Desde que a pandemia começou, nossas colheitas estão apodrecendo. Peras, pêssegos, estão apodrecendo porque ninguém os compra (Alejandra).

Algumas famílias – as chefiadas por homens – que conseguem cultivar terras de propriedade coletiva, conseguiram continuar a cultivar milho, feijão e outros vegetais básicos para consumo local, contando com economias informais de doação, barganha e comércio para sobreviver. Mas, embora a falta de renda, a empregabilidade e a fome afetem a todos nessas comunidades (resultando, às vezes, no uso de trabalho infantil), as relações patriarcais expõem as mulheres e seus filhos a uma maior vulnerabilidade à violência.

 

A participação política e econômica das mulheres em suas comunidades

 

As relações sociais típicas em Guerrero estão fundamentalmente enraizadas nas estruturas patriarcais. As mulheres geralmente não possuem ou herdam terras; seu acesso depende de sua linhagem, na qual o pai ou o marido tem direito à terra e representação política. As mulheres que ficaram viúvas só têm acesso à terra se esta lhes for formalmente herdada por seus cônjuges. Mães solteiras ou mulheres separadas provavelmente terão que morar com seus pais para sustentar a si mesmas e a seus filhos. 

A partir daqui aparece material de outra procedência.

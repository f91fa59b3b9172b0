use std::collections::HashMap;
use std::net::SocketAddr;
use std::path::{Path, PathBuf};
use std::str::FromStr;

use anyhow::Context;
use pepper_core::settings::{DEFAULT_INSTRUCTIONS, SessionSettings, VadSettings};
use pepper_realtime::{Endpoint, Provider};
use secrecy::SecretString;
use tracing::{Level, warn};

/// A custom error type for configuration loading failures.
#[derive(Debug, thiserror::Error)]
pub enum ConfigError {
    #[error("Missing environment variable: {0}")]
    MissingVar(String),
    #[error("Invalid value for environment variable {0}: {1}")]
    InvalidValue(String, String),
}

/// Holds all configuration loaded from the environment at startup.
#[derive(Clone, Debug)]
pub struct Config {
    pub bind_address: SocketAddr,
    pub provider: Provider,
    pub api_key: SecretString,
    pub model: String,
    pub voice: String,
    pub temperature: f32,
    pub speech_speed: f32,
    pub prompts_path: PathBuf,
    /// `None` enables every registered tool.
    pub enabled_tools: Option<Vec<String>>,
    pub vad: VadSettings,
    pub transcription_model: String,
    pub log_level: Level,
}

fn var_or(name: &str, default: &str) -> String {
    std::env::var(name).unwrap_or_else(|_| default.to_string())
}

fn parse_var<T>(name: &str, default: T) -> Result<T, ConfigError>
where
    T: FromStr,
    T::Err: std::fmt::Display,
{
    match std::env::var(name) {
        Ok(raw) => raw
            .trim()
            .parse::<T>()
            .map_err(|e| ConfigError::InvalidValue(name.to_string(), e.to_string())),
        Err(_) => Ok(default),
    }
}

fn require(name: &str, context: &str) -> Result<String, ConfigError> {
    match std::env::var(name) {
        Ok(value) if !value.trim().is_empty() => Ok(value),
        _ => Err(ConfigError::MissingVar(format!("{} must be set {}", name, context))),
    }
}

impl Config {
    /// Loads configuration from environment variables.
    pub fn from_env() -> Result<Self, ConfigError> {
        // Only load from .env in non-test mode to avoid contamination
        if !cfg!(test) {
            dotenvy::dotenv().ok();
        }

        let bind_address_str = var_or("BIND_ADDRESS", "0.0.0.0:3000");
        let bind_address = bind_address_str
            .parse::<SocketAddr>()
            .map_err(|e| ConfigError::InvalidValue("BIND_ADDRESS".to_string(), e.to_string()))?;

        let provider_str = var_or("REALTIME_PROVIDER", "openai");
        let (provider, api_key) = match provider_str.to_lowercase().as_str() {
            "openai" => (
                Provider::OpenAi,
                require("OPENAI_API_KEY", "for the 'openai' provider")?,
            ),
            "azure" => (
                Provider::Azure {
                    endpoint: require("AZURE_OPENAI_ENDPOINT", "for the 'azure' provider")?,
                },
                require("AZURE_OPENAI_KEY", "for the 'azure' provider")?,
            ),
            "custom" => (
                Provider::Custom {
                    url: require("REALTIME_URL", "for the 'custom' provider")?,
                },
                std::env::var("OPENAI_API_KEY").unwrap_or_default(),
            ),
            other => {
                return Err(ConfigError::InvalidValue(
                    "REALTIME_PROVIDER".to_string(),
                    format!("'{}' is not one of openai, azure, custom", other),
                ));
            }
        };

        let model = var_or("REALTIME_MODEL", "gpt-4o-realtime-preview");
        let voice = var_or("VOICE", "alloy");

        let temperature = parse_var("TEMPERATURE", 0.8_f32)?;
        if !(0.6..=1.2).contains(&temperature) {
            return Err(ConfigError::InvalidValue(
                "TEMPERATURE".to_string(),
                format!("{} is outside 0.6..=1.2", temperature),
            ));
        }
        let speech_speed = parse_var("SPEECH_SPEED", 1.0_f32)?;
        if !(0.25..=1.5).contains(&speech_speed) {
            return Err(ConfigError::InvalidValue(
                "SPEECH_SPEED".to_string(),
                format!("{} is outside 0.25..=1.5", speech_speed),
            ));
        }

        let prompts_path = std::env::var("PROMPTS_PATH")
            .map(PathBuf::from)
            .unwrap_or_else(|_| PathBuf::from("./prompts"));

        let enabled_tools = std::env::var("ENABLED_TOOLS").ok().and_then(|raw| {
            let names: Vec<String> = raw
                .split(',')
                .map(str::trim)
                .filter(|s| !s.is_empty())
                .map(str::to_owned)
                .collect();
            (!names.is_empty()).then_some(names)
        });

        let defaults = VadSettings::default();
        let vad = VadSettings {
            threshold: parse_var("VAD_THRESHOLD", defaults.threshold)?,
            prefix_padding_ms: parse_var("VAD_PREFIX_PADDING_MS", defaults.prefix_padding_ms)?,
            silence_duration_ms: parse_var(
                "VAD_SILENCE_DURATION_MS",
                defaults.silence_duration_ms,
            )?,
        };
        let transcription_model = var_or("TRANSCRIPTION_MODEL", "whisper-1");

        let log_level_str = var_or("RUST_LOG", "INFO");
        let log_level = log_level_str.parse::<Level>().map_err(|_| {
            ConfigError::InvalidValue(
                "RUST_LOG".to_string(),
                format!("'{}' is not a valid log level", log_level_str),
            )
        })?;

        Ok(Self {
            bind_address,
            provider,
            api_key: SecretString::from(api_key),
            model,
            voice,
            temperature,
            speech_speed,
            prompts_path,
            enabled_tools,
            vad,
            transcription_model,
            log_level,
        })
    }

    pub fn endpoint(&self) -> Endpoint {
        Endpoint::new(self.provider.clone(), self.model.clone(), self.api_key.clone())
    }

    /// The negotiated session configuration for every new session.
    pub fn session_settings(&self, instructions: String) -> SessionSettings {
        SessionSettings {
            voice: self.voice.clone(),
            temperature: self.temperature,
            speed: self.speech_speed,
            instructions,
            enabled_tools: self.enabled_tools.clone(),
            vad: self.vad.clone(),
            transcription_model: self.transcription_model.clone(),
            transcription_language: None,
        }
    }
}

/// Loads every `*.md` file in `prompts_path`, keyed by file stem.
pub fn load_prompts(prompts_path: &Path) -> anyhow::Result<HashMap<String, String>> {
    let mut prompts = HashMap::new();
    for entry in std::fs::read_dir(prompts_path)? {
        let entry = entry?;
        let path = entry.path();
        if path.is_file() && path.extension().and_then(|s| s.to_str()) == Some("md") {
            let prompt_key = path
                .file_stem()
                .and_then(|s| s.to_str())
                .context("Could not get file stem")?
                .to_string();
            let content = std::fs::read_to_string(&path)?;
            prompts.insert(prompt_key, content);
        }
    }
    Ok(prompts)
}

/// `system_prompt.md` from the prompts directory, or the built-in prompt.
pub fn load_instructions(prompts_path: &Path) -> String {
    match load_prompts(prompts_path) {
        Ok(mut prompts) => prompts
            .remove("system_prompt")
            .map(|p| p.trim().to_string())
            .filter(|p| !p.is_empty())
            .unwrap_or_else(|| DEFAULT_INSTRUCTIONS.to_string()),
        Err(e) => {
            warn!(path = %prompts_path.display(), error = %e, "Prompts not readable, using built-in prompt");
            DEFAULT_INSTRUCTIONS.to_string()
        }
    }
}

#[cfg(test)]
mod tests {
    use super::*;
    use secrecy::ExposeSecret;
    use serial_test::serial;
    use std::env;

    const VARS: &[&str] = &[
        "BIND_ADDRESS",
        "REALTIME_PROVIDER",
        "OPENAI_API_KEY",
        "AZURE_OPENAI_KEY",
        "AZURE_OPENAI_ENDPOINT",
        "REALTIME_URL",
        "REALTIME_MODEL",
        "VOICE",
        "TEMPERATURE",
        "SPEECH_SPEED",
        "PROMPTS_PATH",
        "ENABLED_TOOLS",
        "VAD_THRESHOLD",
        "VAD_PREFIX_PADDING_MS",
        "VAD_SILENCE_DURATION_MS",
        "TRANSCRIPTION_MODEL",
        "RUST_LOG",
    ];

    fn clear_env_vars() {
        unsafe {
            for var in VARS {
                env::remove_var(var);
            }
        }
    }

    fn set_minimal_env_openai() {
        unsafe {
            env::set_var("OPENAI_API_KEY", "test-openai-key");
        }
    }

    #[test]
    fn test_config_error_display() {
        let missing_var = ConfigError::MissingVar("TEST_VAR".to_string());
        assert_eq!(
            format!("{}", missing_var),
            "Missing environment variable: TEST_VAR"
        );

        let invalid_value =
            ConfigError::InvalidValue("TEST_VAR".to_string(), "bad_value".to_string());
        assert_eq!(
            format!("{}", invalid_value),
            "Invalid value for environment variable TEST_VAR: bad_value"
        );
    }

    #[test]
    #[serial]
    fn test_config_defaults() {
        clear_env_vars();
        set_minimal_env_openai();

        let config = Config::from_env().expect("Config should load successfully");

        assert_eq!(config.bind_address.to_string(), "0.0.0.0:3000");
        assert_eq!(config.provider, Provider::OpenAi);
        assert_eq!(config.api_key.expose_secret(), "test-openai-key");
        assert_eq!(config.model, "gpt-4o-realtime-preview");
        assert_eq!(config.voice, "alloy");
        assert_eq!(config.temperature, 0.8);
        assert_eq!(config.speech_speed, 1.0);
        assert_eq!(config.prompts_path, PathBuf::from("./prompts"));
        assert_eq!(config.enabled_tools, None);
        assert_eq!(config.vad, VadSettings::default());
        assert_eq!(config.transcription_model, "whisper-1");
        assert_eq!(config.log_level, Level::INFO);
    }

    #[test]
    #[serial]
    fn test_config_custom_values() {
        clear_env_vars();
        unsafe {
            env::set_var("BIND_ADDRESS", "127.0.0.1:8080");
            env::set_var("OPENAI_API_KEY", "custom-openai-key");
            env::set_var("REALTIME_MODEL", "gpt-realtime");
            env::set_var("VOICE", "verse");
            env::set_var("TEMPERATURE", "1.1");
            env::set_var("ENABLED_TOOLS", "move_pepper, get_current_datetime,");
            env::set_var("VAD_SILENCE_DURATION_MS", "800");
            env::set_var("RUST_LOG", "debug");
        }

        let config = Config::from_env().expect("Config should load successfully");

        assert_eq!(config.bind_address.to_string(), "127.0.0.1:8080");
        assert_eq!(config.model, "gpt-realtime");
        assert_eq!(config.voice, "verse");
        assert_eq!(config.temperature, 1.1);
        assert_eq!(
            config.enabled_tools,
            Some(vec!["move_pepper".to_string(), "get_current_datetime".to_string()])
        );
        assert_eq!(config.vad.silence_duration_ms, 800);
        assert_eq!(config.log_level, Level::DEBUG);

        let settings = config.session_settings("Be brief.".into());
        assert_eq!(settings.voice, "verse");
        assert_eq!(settings.instructions, "Be brief.");
        assert_eq!(settings.vad.silence_duration_ms, 800);
    }

    #[test]
    #[serial]
    fn test_config_azure_provider() {
        clear_env_vars();
        unsafe {
            env::set_var("REALTIME_PROVIDER", "azure");
            env::set_var("AZURE_OPENAI_ENDPOINT", "my-resource.openai.azure.com");
            env::set_var("AZURE_OPENAI_KEY", "azure-key");
        }

        let config = Config::from_env().expect("Config should load successfully");
        assert_eq!(
            config.provider,
            Provider::Azure {
                endpoint: "my-resource.openai.azure.com".into()
            }
        );
        assert!(
            config
                .endpoint()
                .url()
                .starts_with("wss://my-resource.openai.azure.com/openai/realtime?")
        );
    }

    #[test]
    #[serial]
    fn test_config_missing_keys() {
        clear_env_vars();
        let err = Config::from_env().unwrap_err();
        match err {
            ConfigError::MissingVar(msg) => assert!(msg.contains("OPENAI_API_KEY")),
            _ => panic!("Expected MissingVar for OPENAI_API_KEY"),
        }

        unsafe {
            env::set_var("REALTIME_PROVIDER", "azure");
            env::set_var("AZURE_OPENAI_ENDPOINT", "my-resource.openai.azure.com");
        }
        let err = Config::from_env().unwrap_err();
        match err {
            ConfigError::MissingVar(msg) => assert!(msg.contains("AZURE_OPENAI_KEY")),
            _ => panic!("Expected MissingVar for AZURE_OPENAI_KEY"),
        }
    }

    #[test]
    #[serial]
    fn test_config_invalid_numbers() {
        clear_env_vars();
        set_minimal_env_openai();
        unsafe {
            env::set_var("TEMPERATURE", "hot");
        }
        match Config::from_env().unwrap_err() {
            ConfigError::InvalidValue(var, _) => assert_eq!(var, "TEMPERATURE"),
            _ => panic!("Expected InvalidValue for TEMPERATURE"),
        }

        unsafe {
            env::set_var("TEMPERATURE", "2.0");
        }
        match Config::from_env().unwrap_err() {
            ConfigError::InvalidValue(var, _) => assert_eq!(var, "TEMPERATURE"),
            _ => panic!("Expected InvalidValue for TEMPERATURE"),
        }

        unsafe {
            env::remove_var("TEMPERATURE");
            env::set_var("VAD_PREFIX_PADDING_MS", "-5");
        }
        match Config::from_env().unwrap_err() {
            ConfigError::InvalidValue(var, _) => assert_eq!(var, "VAD_PREFIX_PADDING_MS"),
            _ => panic!("Expected InvalidValue for VAD_PREFIX_PADDING_MS"),
        }
    }

    #[test]
    #[serial]
    fn test_config_invalid_provider_and_log_level() {
        clear_env_vars();
        set_minimal_env_openai();
        unsafe {
            env::set_var("RUST_LOG", "not-a-level");
        }
        match Config::from_env().unwrap_err() {
            ConfigError::InvalidValue(var, _) => assert_eq!(var, "RUST_LOG"),
            _ => panic!("Expected InvalidValue for RUST_LOG"),
        }

        unsafe {
            env::remove_var("RUST_LOG");
            env::set_var("REALTIME_PROVIDER", "gemini");
        }
        match Config::from_env().unwrap_err() {
            ConfigError::InvalidValue(var, _) => assert_eq!(var, "REALTIME_PROVIDER"),
            _ => panic!("Expected InvalidValue for REALTIME_PROVIDER"),
        }
    }

    #[test]
    fn test_load_instructions() {
        let dir = tempfile::tempdir().unwrap();
        assert_eq!(load_instructions(dir.path()), DEFAULT_INSTRUCTIONS);

        std::fs::write(dir.path().join("system_prompt.md"), "You are a test robot.\n").unwrap();
        std::fs::write(dir.path().join("notes.txt"), "ignored").unwrap();
        assert_eq!(load_instructions(dir.path()), "You are a test robot.");

        assert_eq!(
            load_instructions(&dir.path().join("missing")),
            DEFAULT_INSTRUCTIONS
        );
    }
}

Sofri muito como mãe solteira, porque não dependo de ninguém e vivo do dia, e agora não tem trabalho (Mariana).

Em termos políticos, as decisões são tomadas durante as assembleias comunitárias. No entanto, apenas proprietários de terras ou representantes familiares podem votar. 

O representante do agregado familiar é apenas um e é o pai de família. Mulheres viúvas podem votar, mas seu voto é o último a ser contado (Concepção).

As medidas de distanciamento social implementadas durante o bloqueio – lavagem das mãos, máscaras faciais, fechamento de escolas e suspensão do transporte público, entre outras – foram decididas em grande parte por um representante da comunidade – “el comisario” – e pelos Comunitarios, executados por grupos de cartéis. Esses processos de tomada de decisão de cima para baixo são legitimados em Guerrero, apesar das mulheres não poderem exercer plenamente sua cidadania. As comunidades expressaram medo da constante ameaça de violência armada que estrutura suas precárias vidas cotidianas. 

Este grupo de “comunitários” são pessoas que nos dão segurança. Para ser honesto, eles pertencem a um grupo criminoso e não são da nossa comunidade. Desde novembro de 2019 eles participam de nossas reuniões e assembléias e as pessoas são subjugadas às decisões que tomam (Concepção).

Ao longo do processo de pesquisa, as mulheres contaram sua narrativa de vulnerabilidade e barriga vazia. A interação de grupos criminosos, opressão sexista e pobreza crônica fornece a base para as experiências das mulheres durante a pandemia, caracterizada pela falta de acesso a dinheiro para comprar comida e outros recursos essenciais de subsistência. Estas condições difíceis também favoreceram a comunicação, a escuta e a partilha entre as mulheres, com o objetivo de organizar e provocar mudanças tão necessárias. Como nos disse uma das mulheres que entrevistou seus companheiros aldeões: 

Sinto que a cada dia ficamos mais pobres na Sierra (montanha), por questões de segurança e pela queda do preço de nossa principal cultura e fonte de vida -a papoula-. Eu gostaria que o governo nos desse atenção, nos desse projetos produtivos, estradas para comercializar nossas safras, escolas para ensinar nossos filhos e médicos para nos deixar seguir em frente. 

É importante recolher e partilhar os sentimentos das minhas companheiras agricultoras, ouvir as suas necessidades, o que lhes falta e todas as necessidades que partilhamos. Ao recolher e partilhar esta informação, estamos a dar a conhecer a outras pessoas o que sentimos, vivemos e queremos (Guillermina).